Para tratar de olvidar el accidente, Enrique y José montaron al Colorado y al Chanate, dos de los caballos que don Gabino entrenaba para correr.

Pero así con gente de dinero, recuerda, también había gente vestida de manta, que calzaba huaraches y traía sombrero y morral.

Uno de ellos llamó la atención. Era un joven de menos de unos 30 años, que hablaba poco y tenía un gesto duro en el rostro.

Luego se dio cuenta que su actitud era provocada por otro hombre de mayor edad, con el cabello cano, pero vestido de pantalón de vestir, botas y chaqueta de cuero.

No sólo por su actitud, de presumido y que hablaba casi gritando, como dando órdenes, es que alborotaba el ambiente al lugar que se movía, sino que además estaba armado con una pistola.

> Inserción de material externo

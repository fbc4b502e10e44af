//! Engine — the interaction core of the spin viewer.
//!
//! Turns gestures into a frame index, tracks which frames have loaded, and
//! classifies every frame for the render sink.
//!
//! The engine never deals with terminals, files, or pixels.

pub mod classify;
pub mod input;
pub mod keys;
pub mod loader;
pub mod rotation;

use std::cell::RefCell;
use std::collections::HashSet;
use std::rc::{Rc, Weak};

use crate::config::{ConfigError, ViewerConfig};
use crate::types::{DisplayTier, RenderPlan, SpinKey};
use input::{InputTracker, PressHandler, TrackerOptions};
use keys::{KeyRouter, KeySubscription};
use loader::{LoadPolicy, LoadState};
use rotation::RotationState;

type DeltaSink = Box<dyn FnMut(i64)>;

pub struct SpinViewer {
    rotation: Rc<RefCell<RotationState>>,
    load: Rc<RefCell<LoadState>>,
    tracker: Rc<RefCell<InputTracker<DeltaSink>>>,
    requested: HashSet<usize>,
    stage_radius: Option<usize>,
    reduced_speed: Option<f64>,
    key_subscription: Option<KeySubscription>,
}

impl SpinViewer {
    pub fn new(config: &ViewerConfig) -> Result<Self, ConfigError> {
        config.validate()?;
        let frame_count = config.ring.frame_count;

        let rotation = Rc::new(RefCell::new(RotationState::new(frame_count)));
        let load = Rc::new(RefCell::new(LoadState::new(
            frame_count,
            LoadPolicy::from_config(&config.loading),
        )));

        let target = Rc::clone(&rotation);
        let sink: DeltaSink = Box::new(move |delta| target.borrow_mut().apply_delta(delta));
        let tracker = InputTracker::new(TrackerOptions::from_config(config), sink);

        Ok(SpinViewer {
            rotation,
            load,
            tracker: Rc::new(RefCell::new(tracker)),
            requested: HashSet::new(),
            stage_radius: (!config.loading.progressive).then_some(config.loading.stage_radius),
            reduced_speed: config.input.reduced_speed,
            key_subscription: None,
        })
    }

    pub fn frame_count(&self) -> usize {
        self.rotation.borrow().frame_count()
    }

    pub fn current_index(&self) -> usize {
        self.rotation.borrow().current_index()
    }

    pub fn apply_delta(&mut self, delta: i64) {
        self.rotation.borrow_mut().apply_delta(delta);
    }

    pub fn on_key(&mut self, key: SpinKey) {
        self.tracker.borrow_mut().on_key(key);
    }

    pub fn is_dragging(&self) -> bool {
        self.tracker.borrow().session().is_dragging
    }

    /// Speed multiplier for constrained surfaces such as touch, if configured.
    pub fn reduced_speed(&self) -> Option<f64> {
        self.reduced_speed
    }

    // -----------------------------------------------------------------------
    // Keyboard lifecycle
    // -----------------------------------------------------------------------

    /// Start receiving keys from `router`. Calling this again replaces the
    /// previous registration rather than adding a second one.
    pub fn activate_keys(&mut self, router: &KeyRouter) {
        let tracker = Rc::downgrade(&self.tracker);
        self.key_subscription = Some(router.subscribe(move |key| {
            if let Some(tracker) = tracker.upgrade() {
                tracker.borrow_mut().on_key(key);
            }
        }));
    }

    pub fn deactivate_keys(&mut self) {
        self.key_subscription = None;
    }

    // -----------------------------------------------------------------------
    // Loading
    // -----------------------------------------------------------------------

    pub fn mark_loaded(&mut self, frame_index: usize) -> bool {
        self.load.borrow_mut().mark_loaded(frame_index)
    }

    /// A completion handle that outlives nothing: once the viewer is dropped,
    /// marks through it are ignored.
    pub fn load_handle(&self) -> LoadHandle {
        LoadHandle {
            load: Rc::downgrade(&self.load),
        }
    }

    pub fn loaded_count(&self) -> usize {
        self.load.borrow().loaded_count()
    }

    pub fn percent_loaded(&self) -> u8 {
        self.load.borrow().percent_loaded()
    }

    pub fn is_loading(&self) -> bool {
        !self.load.borrow().is_complete()
    }

    pub fn is_eligible_to_start_loading(&self, frame_index: usize) -> bool {
        self.load.borrow().is_eligible_to_start_loading(frame_index)
    }

    pub fn load_batch(&self, frame_index: usize) -> usize {
        self.load.borrow().policy().batch_of(frame_index)
    }

    /// Frames that may begin loading now and have not been handed out before.
    /// Each frame is returned at most once over the viewer's lifetime.
    pub fn frames_to_start(&mut self) -> Vec<usize> {
        let load = self.load.borrow();
        let ready: Vec<usize> = (0..self.frame_count())
            .filter(|i| !self.requested.contains(i) && load.is_eligible_to_start_loading(*i))
            .collect();
        drop(load);
        self.requested.extend(ready.iter().copied());
        if !ready.is_empty() {
            log::debug!("scheduling {} frame loads from {}", ready.len(), ready[0]);
        }
        ready
    }

    // -----------------------------------------------------------------------
    // Classification
    // -----------------------------------------------------------------------

    pub fn tier_of(&self, frame_index: usize) -> DisplayTier {
        self.tiers()[frame_index]
    }

    pub fn tiers(&self) -> Vec<DisplayTier> {
        classify::classify_ring(
            self.current_index(),
            self.frame_count(),
            self.is_loading(),
            self.stage_radius,
        )
    }

    pub fn render_plan(&self) -> RenderPlan {
        let progressive = self.load.borrow().policy().progressive;
        RenderPlan {
            active_index: self.current_index(),
            tiers: self.tiers(),
            percent_loaded: self.percent_loaded(),
            show_progress: progressive && self.is_loading(),
        }
    }
}

impl PressHandler for SpinViewer {
    fn press_start(&mut self, x: f64, y: f64, element_height: f64, timestamp_ms: u64) {
        self.tracker
            .borrow_mut()
            .press_start(x, y, element_height, timestamp_ms);
    }

    fn press_move(&mut self, x: f64, element_width: f64, timestamp_ms: u64) {
        self.tracker
            .borrow_mut()
            .press_move(x, element_width, timestamp_ms);
    }

    fn press_end(&mut self) {
        self.tracker.borrow_mut().press_end();
    }

    fn set_speed_multiplier(&mut self, multiplier: f64) {
        self.tracker.borrow_mut().set_speed_multiplier(multiplier);
    }
}

/// Weak handle for reporting load completions from the asset side.
#[derive(Clone)]
pub struct LoadHandle {
    load: Weak<RefCell<LoadState>>,
}

impl LoadHandle {
    /// Returns `true` if this was the first report for a live viewer.
    pub fn mark_loaded(&self, frame_index: usize) -> bool {
        match self.load.upgrade() {
            Some(load) => load.borrow_mut().mark_loaded(frame_index),
            None => false,
        }
    }
}

#[cfg(test)]
mod tests {
    use super::*;

    fn viewer() -> SpinViewer {
        SpinViewer::new(&ViewerConfig::default()).unwrap()
    }

    #[test]
    fn rejects_empty_ring() {
        let mut config = ViewerConfig::default();
        config.ring.frame_count = 0;
        assert_eq!(SpinViewer::new(&config).err(), Some(ConfigError::EmptyRing));
    }

    #[test]
    fn rejects_oversized_ring_before_allocating() {
        let mut config = ViewerConfig::default();
        config.ring.frame_count = usize::MAX / 4;
        assert_eq!(
            SpinViewer::new(&config).err(),
            Some(ConfigError::RingTooLarge(usize::MAX / 4))
        );

        config.ring.frame_count = crate::config::MAX_FRAMES;
        let mut viewer = SpinViewer::new(&config).unwrap();
        viewer.apply_delta(-1);
        assert_eq!(viewer.current_index(), crate::config::MAX_FRAMES - 1);
        viewer.mark_loaded(0);
        assert_eq!(viewer.percent_loaded(), 0);
    }

    #[test]
    fn reactivation_keeps_a_single_listener() {
        let router = KeyRouter::new();
        let mut viewer = viewer();
        viewer.activate_keys(&router);
        viewer.activate_keys(&router);
        assert_eq!(router.listener_count(), 1);

        router.dispatch(SpinKey::StepRight);
        assert_eq!(viewer.current_index(), 71);

        viewer.deactivate_keys();
        assert_eq!(router.listener_count(), 0);
        router.dispatch(SpinKey::StepRight);
        assert_eq!(viewer.current_index(), 71);
    }

    #[test]
    fn dropping_viewer_releases_keys() {
        let router = KeyRouter::new();
        {
            let mut viewer = viewer();
            viewer.activate_keys(&router);
            assert_eq!(router.listener_count(), 1);
        }
        assert_eq!(router.listener_count(), 0);
    }

    #[test]
    fn load_handle_is_inert_after_teardown() {
        let viewer = viewer();
        let handle = viewer.load_handle();
        assert!(handle.mark_loaded(0));
        assert!(!handle.mark_loaded(0));
        assert_eq!(viewer.loaded_count(), 1);
        drop(viewer);
        assert!(!handle.mark_loaded(1));
    }

    #[test]
    fn frames_are_scheduled_batch_by_batch() {
        let mut viewer = viewer();
        let first = viewer.frames_to_start();
        assert_eq!(first, (0..24).collect::<Vec<_>>());
        assert!(viewer.frames_to_start().is_empty());

        for i in 0..12 {
            viewer.mark_loaded(i);
        }
        assert_eq!(viewer.frames_to_start(), (24..48).collect::<Vec<_>>());

        for i in 12..36 {
            viewer.mark_loaded(i);
        }
        assert_eq!(viewer.frames_to_start(), (48..72).collect::<Vec<_>>());
        assert!(viewer.frames_to_start().is_empty());
    }

    #[test]
    fn eager_mode_schedules_everything_and_stages_neighbours() {
        let mut config = ViewerConfig::default();
        config.loading.progressive = false;
        let mut viewer = SpinViewer::new(&config).unwrap();
        assert_eq!(viewer.frames_to_start().len(), 72);

        for i in 0..72 {
            viewer.mark_loaded(i);
        }
        let plan = viewer.render_plan();
        assert!(!plan.show_progress);
        assert_eq!(plan.staged_count(), 6);
        assert_eq!(viewer.tier_of(71), DisplayTier::Staged);
        assert_eq!(viewer.tier_of(36), DisplayTier::Hidden);
    }
}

Ahí todos cuchicheaban y señalaban de “coyote” a este hombre, un acaparado sin escrúpulos que había cometido varias injusticias y abusos en la zona.

El festejo se tornó incómodo cuando el coyote se acercó al joven del morral.

A todos les llamó más la atención cuando empezaron a discutir.

“Oye, fulano, vale más que te arrimes de este lado”, dijo el coyote.

“No, por mí vas y chingas a tu madre”, respondió el joven.

La discusión subió de tono, hubo algunas amenazas y empujones, hasta que el coyote sacó el arma.

“¡Pum!... ¡pum!”, sonaron dos balazos y todos contuvieron el aliento.

En un rápido movimiento, mientras el coyote sacaba su arma, el joven se acercó, sacó una daga de su morral y se la clavó desde la clavícula al corazón.

La escena peliculesca, porque el coyote aún no se desvanecía, se completó con las palabras del joven: ansina se matan los hombres... ansina.

“Quiso sacar la pistola, pero lo ensartó en el puro corazón”, recuerda José.

“Yo corrí, allá estaba como a 100 metros y me quedé un buen rato allá, no quería ni comer y eso que había barbacoa a lo baboso. No me dio miedo, pero me impresionó. Y nunca se me va a olvidar, ‘ansina se matan los hombres, ansina’, le dijo, le ganó el jalón, el coyote tiró, pero ya estaba ensartado”.